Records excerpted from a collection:

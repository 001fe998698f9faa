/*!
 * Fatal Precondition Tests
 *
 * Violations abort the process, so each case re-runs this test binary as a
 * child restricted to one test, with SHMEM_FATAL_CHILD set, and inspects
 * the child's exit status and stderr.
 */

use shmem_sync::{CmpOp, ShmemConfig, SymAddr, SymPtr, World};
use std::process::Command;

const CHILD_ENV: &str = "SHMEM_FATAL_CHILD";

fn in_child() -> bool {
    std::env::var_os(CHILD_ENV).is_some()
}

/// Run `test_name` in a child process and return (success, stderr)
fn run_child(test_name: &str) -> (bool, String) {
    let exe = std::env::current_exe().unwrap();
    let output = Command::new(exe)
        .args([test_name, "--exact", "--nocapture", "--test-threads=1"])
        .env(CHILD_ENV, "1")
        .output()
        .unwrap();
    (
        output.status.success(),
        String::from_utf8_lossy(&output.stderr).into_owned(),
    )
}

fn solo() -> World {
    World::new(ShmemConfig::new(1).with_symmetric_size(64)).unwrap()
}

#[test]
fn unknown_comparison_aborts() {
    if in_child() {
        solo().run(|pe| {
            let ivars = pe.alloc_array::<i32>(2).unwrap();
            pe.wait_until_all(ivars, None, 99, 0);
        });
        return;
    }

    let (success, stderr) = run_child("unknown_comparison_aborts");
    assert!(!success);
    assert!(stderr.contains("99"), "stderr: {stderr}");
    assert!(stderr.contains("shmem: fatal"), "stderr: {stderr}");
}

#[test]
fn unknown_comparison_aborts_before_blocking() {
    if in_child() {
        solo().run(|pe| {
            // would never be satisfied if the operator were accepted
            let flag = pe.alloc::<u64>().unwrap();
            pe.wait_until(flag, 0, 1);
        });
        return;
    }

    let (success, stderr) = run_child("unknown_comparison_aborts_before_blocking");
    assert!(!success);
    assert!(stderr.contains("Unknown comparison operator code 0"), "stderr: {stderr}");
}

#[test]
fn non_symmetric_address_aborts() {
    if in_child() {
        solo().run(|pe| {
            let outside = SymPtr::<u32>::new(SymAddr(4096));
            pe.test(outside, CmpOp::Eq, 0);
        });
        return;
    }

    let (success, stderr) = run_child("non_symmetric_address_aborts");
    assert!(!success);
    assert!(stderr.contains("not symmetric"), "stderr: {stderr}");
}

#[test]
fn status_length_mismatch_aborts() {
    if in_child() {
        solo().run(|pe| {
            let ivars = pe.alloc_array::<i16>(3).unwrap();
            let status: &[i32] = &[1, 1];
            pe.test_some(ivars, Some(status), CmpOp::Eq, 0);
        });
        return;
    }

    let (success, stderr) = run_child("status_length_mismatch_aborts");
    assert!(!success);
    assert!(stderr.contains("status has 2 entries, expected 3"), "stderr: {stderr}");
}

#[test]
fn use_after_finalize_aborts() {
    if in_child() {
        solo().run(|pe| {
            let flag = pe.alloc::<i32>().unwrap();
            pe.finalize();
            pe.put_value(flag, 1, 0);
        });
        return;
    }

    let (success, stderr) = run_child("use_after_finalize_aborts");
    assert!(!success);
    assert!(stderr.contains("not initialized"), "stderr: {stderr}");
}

What you need to do:
Output the data in full, please, exactly as written.

Expected output:
repository 001fe998698f9faa
/*!
 * Fatal Precondition Tests
 *
 * Violations abort the process, so each case re-runs this test binary as a
 * child restricted to one test, with SHMEM_FATAL_CHILD set, and inspects
 * the child's exit status and stderr.
 */

use shmem_sync::{CmpOp, ShmemConfig, SymAddr, SymPtr, World};
use std::process::Command;

const CHILD_ENV: &str = "SHMEM_FATAL_CHILD";

fn in_child() -> bool {
    std::env::var_os(CHILD_ENV).is_some()
}

/// Run `test_name` in a child process and return (success, stderr)
fn run_child(test_name: &str) -> (bool, String) {
    let exe = std::env::current_exe().unwrap();
    let output = Command::new(exe)
        .args([test_name, "--exact", "--nocapture", "--test-threads=1"])
        .env(CHILD_ENV, "1")
        .output()
        .unwrap();
    (
        output.status.success(),
        String::from_utf8_lossy(&output.stderr).into_owned(),
    )
}

fn solo() -> World {
    World::new(ShmemConfig::new(1).with_symmetric_size(64)).unwrap()
}

#[test]
fn unknown_comparison_aborts() {
    if in_child() {
        solo().run(|pe| {
            let ivars = pe.alloc_array::<i32>(2).unwrap();
            pe.wait_until_all(ivars, None, 99, 0);
        });
        return;
    }

    let (success, stderr) = run_child("unknown_comparison_aborts");
    assert!(!success);
    assert!(stderr.contains("99"), "stderr: {stderr}");
    assert!(stderr.contains("shmem: fatal"), "stderr: {stderr}");
}

#[test]
fn unknown_comparison_aborts_before_blocking() {
    if in_child() {
        solo().run(|pe| {
            // would never be satisfied if the operator were accepted
            let flag = pe.alloc::<u64>().unwrap();
            pe.wait_until(flag, 0, 1);
        });
        return;
    }

    let (success, stderr) = run_child("unknown_comparison_aborts_before_blocking");
    assert!(!success);
    assert!(stderr.contains("Unknown comparison operator code 0"), "stderr: {stderr}");
}

#[test]
fn non_symmetric_address_aborts() {
    if in_child() {
        solo().run(|pe| {
            let outside = SymPtr::<u32>::new(SymAddr(4096));
            pe.test(outside, CmpOp::Eq, 0);
        });
        return;
    }

    let (success, stderr) = run_child("non_symmetric_address_aborts");
    assert!(!success);
    assert!(stderr.contains("not symmetric"), "stderr: {stderr}");
}

#[test]
fn status_length_mismatch_aborts() {
    if in_child() {
        solo().run(|pe| {
            let ivars = pe.alloc_array::<i16>(3).unwrap();
            let status: &[i32] = &[1, 1];
            pe.test_some(ivars, Some(status), CmpOp::Eq, 0);
        });
        return;
    }

    let (success, stderr) = run_child("status_length_mismatch_aborts");
    assert!(!success);
    assert!(stderr.contains("status has 2 entries, expected 3"), "stderr: {stderr}");
}

#[test]
fn use_after_finalize_aborts() {
    if in_child() {
        solo().run(|pe| {
            let flag = pe.alloc::<i32>().unwrap();
            pe.finalize();
            pe.put_value(flag, 1, 0);
        });
        return;
    }

    let (success, stderr) = run_child("use_after_finalize_aborts");
    assert!(!success);
    assert!(stderr.contains("not initialized"), "stderr: {stderr}");
}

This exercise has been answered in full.